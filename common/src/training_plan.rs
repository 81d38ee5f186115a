//! Training-plan record models.

use serde::{Deserialize, Serialize};

use crate::facet_filter::FacetedRecord;
use crate::search_const::{FACET_DAYS_PER_WEEK, FACET_FITNESS_LEVEL};

/// One training-plan row. Identity is `id`; descriptive fields tolerate null.
#[derive(Debug, Clone, PartialEq, Serialize, Deserialize, Default)]
#[serde(default)]
pub struct PlanRecord {
    pub id: String,
    pub slug: Option<String>,
    pub title: Option<String>,
    pub main_image_url: Option<String>,
    pub description: Option<String>,
    pub price_text: Option<String>,
    pub fitness_level: Option<String>,
    pub days_per_week: Option<String>,

    // detail-page columns
    pub category: Option<String>,
    pub daily_training_time: Option<String>,
    pub sessions_per_day: Option<String>,
    pub hours_per_week: Option<String>,
    pub coaches: Option<Vec<String>>,
    pub external_link: Option<String>,
}

/// Column subset fetched for the plans directory grid.
pub const PLAN_LIST_COLUMNS: &str =
    "id,slug,title,main_image_url,description,price_text,fitness_level,days_per_week";

impl PlanRecord {
    pub fn display_title(&self) -> &str {
        self.title.as_deref().unwrap_or("Untitled plan")
    }

    /// First 80 characters of the description for list cards.
    pub fn short_description(&self) -> Option<String> {
        let description = self.description.as_deref()?;
        let snippet: String = description.chars().take(80).collect();
        if snippet.len() < description.len() {
            Some(format!("{snippet}..."))
        } else {
            Some(snippet)
        }
    }
}

impl FacetedRecord for PlanRecord {
    fn facet_field(&self, name: &str) -> Option<&str> {
        match name {
            FACET_FITNESS_LEVEL => self.fitness_level.as_deref(),
            FACET_DAYS_PER_WEEK => self.days_per_week.as_deref(),
            _ => None,
        }
    }

    fn price_text(&self) -> Option<&str> {
        self.price_text.as_deref()
    }

    fn title_text(&self) -> Option<&str> {
        self.title.as_deref()
    }
}

#[cfg(test)]
mod tests {
    use super::*;

    #[test]
    fn short_description_truncates_long_text() {
        let plan = PlanRecord {
            id: "p1".to_string(),
            description: Some("x".repeat(200)),
            ..Default::default()
        };
        assert_eq!(plan.short_description(), Some(format!("{}...", "x".repeat(80))));
    }

    #[test]
    fn short_description_keeps_short_text() {
        let plan = PlanRecord {
            id: "p1".to_string(),
            description: Some("8 week plan".to_string()),
            ..Default::default()
        };
        assert_eq!(plan.short_description(), Some("8 week plan".to_string()));
    }
}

**TASK TO CARRY OUT**
When the word "Some" shows up in a line of the entries, report that line.

**WRITTEN ANSWER**
            Some(format!("{snippet}..."))
            Some(snippet)
            description: Some("x".repeat(200)),
        assert_eq!(plan.short_description(), Some(format!("{}...", "x".repeat(80))));
            description: Some("8 week plan".to_string()),
        assert_eq!(plan.short_description(), Some("8 week plan".to_string()));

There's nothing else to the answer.